We are already working on a collaborative effort with New Brunswick and Nova Scotia that will take stock in our natural resources and develop new technologies and new market opportunities. We should look to our Canadian neighbors for new partnerships that can reduce the cost of electricity in Maine and help us to better understand the energy potential of our forests. In this energy crisis, we will develop renewable sources of energy made in Maine, by Maine businesses, for Maine people ...

Through our workforce training initiatives, investments in research and development, and Pine Tree Economic Development Zones, we want to enhance the power of the private sector to create good jobs with good benefits. Between November 2006 and November 2007, Maine’s economy created 4,400 new jobs despite slow growth in New England and nationally. Since 2003, Maine’s economy has created more than 24,000 new jobs. Our incomes have grown. And we’ve empowered our people to become entrepreneurs. According to the Kauffman Foundation, Maine ranked in the top five in 2006 for people who, for the first time, started their own new businesses. This is the spirit of Maine.

In November, voters approved a $55 million dollar investment that will help those entrepreneurs develop new ideas and bring them to the market. It’s the kind of investment that turns good ideas into good jobsGov. Baldacci of Maine during the State of the State address, 2008 photo by Ramona du Houx

I’ve asked my economic development Commissioner John Richardson and Maine State Chamber of Commerce President Dana Connors to work with the Legislature to change the way we do business for business. We can better serve Maine’s business community with a local and regional emphasis and greater coordination and partnership. We need to move our economic development efforts away from Augusta and into the communities and regions where it can do the most good. The State’s top economic development priority should be to provide them with the support, resources, and vision to help them accomplish their goals. We all understand the Maine economy is in a time of dramatic, even historic, change ...

Economic prosperity demands that we invest in our workforce, in our open landscapes, and in our historic downtowns. Even now, we cannot become so focused on today that we sacrifice the investments that will make us stronger tomorrow ...

That’s why I am supporting an historic rehabilitation tax credit. For a modest investment, we can attract millions of dollars worth of growth, which will bring new jobs, new revenues, affordable housing and new life to our cities and towns.

It’s my goal that children start school ready to learn, and graduate from college ready and able to succeed here in Maine. Early childhood was the heart of my economic summit held in November. More than 200 Maine business and community leaders came together to understand the positive economic returns from early childhood investments. I will continue to work with those Mainers to transform the Children’s Cabinet Task Force on Early Childhood into a Children’s Growth Council ...

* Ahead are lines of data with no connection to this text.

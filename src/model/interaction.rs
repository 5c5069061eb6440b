use chrono::{Duration, NaiveDate};
use uuid::Uuid;

use super::{TaskStore, Timeline};
use crate::error::ScheduleError;

/// What part of a bar the pointer grabbed.
#[derive(Debug, Clone, Copy, PartialEq, Eq)]
pub enum DragMode {
    Move,
    ResizeStart,
    ResizeEnd,
}

#[derive(Debug, Clone, PartialEq)]
pub struct DragState {
    pub task: Uuid,
    pub mode: DragMode,
    anchor_x: f32,
    /// Latest pointer x seen, used when release arrives without a position.
    last_x: f32,
    /// Scale at `begin`; zooming mid-gesture does not change the result.
    pixels_per_day: f64,
    pub original_start: NaiveDate,
    pub original_end: NaiveDate,
    /// Candidate range from the latest pointer position.
    pub preview: (NaiveDate, NaiveDate),
}

impl DragState {
    /// Candidate dates for a pointer at `x`. Resizes never cross over.
    fn candidate(&self, x: f32) -> (NaiveDate, NaiveDate) {
        let days = ((x - self.anchor_x) as f64 / self.pixels_per_day).round() as i64;
        let delta = Duration::days(days);
        match self.mode {
            DragMode::Move => (self.original_start + delta, self.original_end + delta),
            DragMode::ResizeStart => {
                ((self.original_start + delta).min(self.original_end), self.original_end)
            }
            DragMode::ResizeEnd => {
                (self.original_start, (self.original_end + delta).max(self.original_start))
            }
        }
    }
}

#[derive(Debug, Clone, Default, PartialEq)]
pub enum Gesture {
    #[default]
    Idle,
    Dragging(DragState),
}

/// How a released gesture ended.
#[derive(Debug, Clone, PartialEq)]
pub enum DragOutcome {
    /// New dates were validated and written to the store.
    Committed {
        task: Uuid,
        start: NaiveDate,
        end: NaiveDate,
    },
    /// Validation failed; the store still holds the original dates.
    RolledBack {
        task: Uuid,
        start: NaiveDate,
        end: NaiveDate,
        error: ScheduleError,
    },
    /// The pointer came back to where it started.
    Unchanged { task: Uuid },
    /// No gesture was active.
    Ignored,
}

/// Pointer gesture state machine for task bars.
///
/// Only one gesture can be active at a time. Previews never touch the
/// store; the store only changes on a successful [`release`](Self::release).
#[derive(Debug, Clone, Default)]
pub struct InteractionController {
    gesture: Gesture,
}

impl InteractionController {
    pub fn new() -> Self {
        Self::default()
    }

    pub fn gesture(&self) -> &Gesture {
        &self.gesture
    }

    pub fn is_dragging(&self) -> bool {
        matches!(self.gesture, Gesture::Dragging(_))
    }

    pub fn active_task(&self) -> Option<Uuid> {
        match &self.gesture {
            Gesture::Dragging(drag) => Some(drag.task),
            Gesture::Idle => None,
        }
    }

    /// Preview range for `task` if it is the one being dragged.
    pub fn preview_for(&self, task: Uuid) -> Option<(NaiveDate, NaiveDate)> {
        match &self.gesture {
            Gesture::Dragging(drag) if drag.task == task => Some(drag.preview),
            _ => None,
        }
    }

    /// Pointer x of the most recent update.
    pub fn last_x(&self) -> Option<f32> {
        match &self.gesture {
            Gesture::Dragging(drag) => Some(drag.last_x),
            Gesture::Idle => None,
        }
    }

    /// Start a gesture on `task` at the timeline's current scale. Returns
    /// false if another gesture is in flight or the task does not exist.
    pub fn begin(
        &mut self,
        store: &TaskStore,
        timeline: &Timeline,
        task: Uuid,
        mode: DragMode,
        x: f32,
    ) -> bool {
        if self.is_dragging() {
            return false;
        }
        let Some(t) = store.get(task) else {
            return false;
        };
        self.gesture = Gesture::Dragging(DragState {
            task,
            mode,
            anchor_x: x,
            last_x: x,
            pixels_per_day: timeline.pixels_per_day(),
            original_start: t.start_date,
            original_end: t.end_date,
            preview: (t.start_date, t.end_date),
        });
        true
    }

    /// Update the live preview for a pointer at `x`.
    pub fn update(&mut self, x: f32) -> Option<(NaiveDate, NaiveDate)> {
        match &mut self.gesture {
            Gesture::Dragging(drag) => {
                drag.last_x = x;
                drag.preview = drag.candidate(x);
                Some(drag.preview)
            }
            Gesture::Idle => None,
        }
    }

    /// Finish the gesture at `x`: validate and commit, or roll back.
    pub fn release(&mut self, x: f32, store: &mut TaskStore) -> DragOutcome {
        let Gesture::Dragging(drag) = std::mem::take(&mut self.gesture) else {
            return DragOutcome::Ignored;
        };
        let (start, end) = drag.candidate(x);
        if (start, end) == (drag.original_start, drag.original_end) {
            return DragOutcome::Unchanged { task: drag.task };
        }

        match store.update_dates(drag.task, start, end) {
            Ok(()) => {
                log::info!("committed {} -> {} for task {}", start, end, drag.task);
                DragOutcome::Committed {
                    task: drag.task,
                    start,
                    end,
                }
            }
            Err(error) => {
                log::warn!("rolled back drag of task {}: {}", drag.task, error);
                DragOutcome::RolledBack {
                    task: drag.task,
                    start: drag.original_start,
                    end: drag.original_end,
                    error,
                }
            }
        }
    }

    /// Drop the current gesture without committing. Only used when the
    /// dragged task disappears before the pointer is released.
    pub fn abort(&mut self) {
        self.gesture = Gesture::Idle;
    }
}

#[cfg(test)]
mod tests {
    use super::*;
    use crate::model::{Task, TimelineScale};
    use proptest::prelude::*;

    fn d(m: u32, day: u32) -> NaiveDate {
        NaiveDate::from_ymd_opt(2024, m, day).unwrap()
    }

    fn day_timeline(store: &TaskStore) -> Timeline {
        Timeline::fit(store.tasks(), TimelineScale::Day, d(8, 1))
    }

    fn single(start: NaiveDate, end: NaiveDate) -> (TaskStore, Uuid) {
        let mut store = TaskStore::new();
        let id = store.add_task(Task::new("Drywall", start, end), d(8, 1)).unwrap();
        (store, id)
    }

    #[test]
    fn move_shifts_both_dates() {
        let (mut store, id) = single(d(8, 5), d(8, 8));
        let tl = day_timeline(&store);
        let mut ctl = InteractionController::new();
        assert!(ctl.begin(&store, &tl, id, DragMode::Move, 100.0));
        // 40 px per day at day scale.
        assert_eq!(ctl.update(181.0), Some((d(8, 7), d(8, 10))));
        assert_eq!(store.get(id).unwrap().start_date, d(8, 5));

        let outcome = ctl.release(180.0, &mut store);
        assert_eq!(
            outcome,
            DragOutcome::Committed { task: id, start: d(8, 7), end: d(8, 10) }
        );
        assert!(!ctl.is_dragging());
        assert_eq!(store.get(id).unwrap().end_date, d(8, 10));
    }

    #[test]
    fn resizes_clamp() {
        let (mut store, id) = single(d(8, 5), d(8, 8));
        let tl = day_timeline(&store);
        let mut ctl = InteractionController::new();

        ctl.begin(&store, &tl, id, DragMode::ResizeEnd, 0.0);
        assert_eq!(ctl.update(-400.0), Some((d(8, 5), d(8, 5))));
        ctl.release(-400.0, &mut store);
        let t = store.get(id).unwrap();
        assert_eq!((t.start_date, t.end_date), (d(8, 5), d(8, 5)));

        ctl.begin(&store, &tl, id, DragMode::ResizeStart, 0.0);
        assert_eq!(ctl.update(400.0), Some((d(8, 5), d(8, 5))));
        assert_eq!(ctl.update(-80.0), Some((d(8, 3), d(8, 5))));
    }

    #[test]
    fn only_one_gesture_at_a_time() {
        let (store, id) = single(d(8, 5), d(8, 8));
        let tl = day_timeline(&store);
        let mut ctl = InteractionController::new();
        assert!(ctl.begin(&store, &tl, id, DragMode::Move, 0.0));
        assert!(!ctl.begin(&store, &tl, id, DragMode::ResizeEnd, 10.0));
        assert!(!InteractionController::new().begin(&store, &tl, Uuid::new_v4(), DragMode::Move, 0.0));
    }

    #[test]
    fn release_without_gesture_or_movement() {
        let (mut store, id) = single(d(8, 5), d(8, 8));
        let tl = day_timeline(&store);
        let mut ctl = InteractionController::new();
        assert_eq!(ctl.release(0.0, &mut store), DragOutcome::Ignored);
        ctl.begin(&store, &tl, id, DragMode::Move, 50.0);
        assert_eq!(ctl.release(60.0, &mut store), DragOutcome::Unchanged { task: id });
    }

    #[test]
    fn zooming_mid_drag_commits_the_previewed_range() {
        let (mut store, id) = single(d(8, 5), d(8, 8));
        let mut tl = day_timeline(&store);
        let mut ctl = InteractionController::new();
        ctl.begin(&store, &tl, id, DragMode::Move, 0.0);
        assert_eq!(ctl.update(80.0), Some((d(8, 7), d(8, 10))));

        tl.zoom_out();
        tl.zoom_out();
        assert_eq!(tl.scale, TimelineScale::Month);
        assert_eq!(
            ctl.release(80.0, &mut store),
            DragOutcome::Committed { task: id, start: d(8, 7), end: d(8, 10) }
        );
    }

    #[test]
    fn gesture_stays_active_until_release() {
        let (mut store, id) = single(d(8, 5), d(8, 8));
        let tl = day_timeline(&store);
        let mut ctl = InteractionController::new();
        ctl.begin(&store, &tl, id, DragMode::ResizeEnd, 0.0);
        for x in [40.0, 120.0, -40.0, 200.0] {
            ctl.update(x);
            assert_eq!(ctl.active_task(), Some(id));
        }
        assert!(matches!(
            ctl.release(200.0, &mut store),
            DragOutcome::Committed { .. }
        ));
        assert_eq!(ctl.gesture(), &Gesture::Idle);
        assert_eq!(store.get(id).unwrap().end_date, d(8, 13));
    }

    proptest! {
        #[test]
        fn resize_commits_keep_start_before_end(
            len in 0i64..30,
            dx in -3000.0f32..3000.0,
            start_side in any::<bool>(),
        ) {
            let (mut store, id) = single(d(8, 5), d(8, 5) + Duration::days(len));
            let tl = day_timeline(&store);
            let mode = if start_side { DragMode::ResizeStart } else { DragMode::ResizeEnd };
            let mut ctl = InteractionController::new();
            ctl.begin(&store, &tl, id, mode, 0.0);
            let (s, e) = ctl.update(dx).unwrap();
            prop_assert!(s <= e);
            ctl.release(dx, &mut store);
            let t = store.get(id).unwrap();
            prop_assert!(t.start_date <= t.end_date);
        }
    }
}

We are streamlining government and cutting administration. And we’re controlling spending. We are investing in education and innovation, so our children and families can succeed here in our state. We are helping increase incomes by creating good jobs with good benefits. That’s the roadmap that gets Maine where it needs to be.

This year, the Legislature will be called upon to take bold action, to protect the gains that have been made and to push forward on the reforms that will guide State government into the future.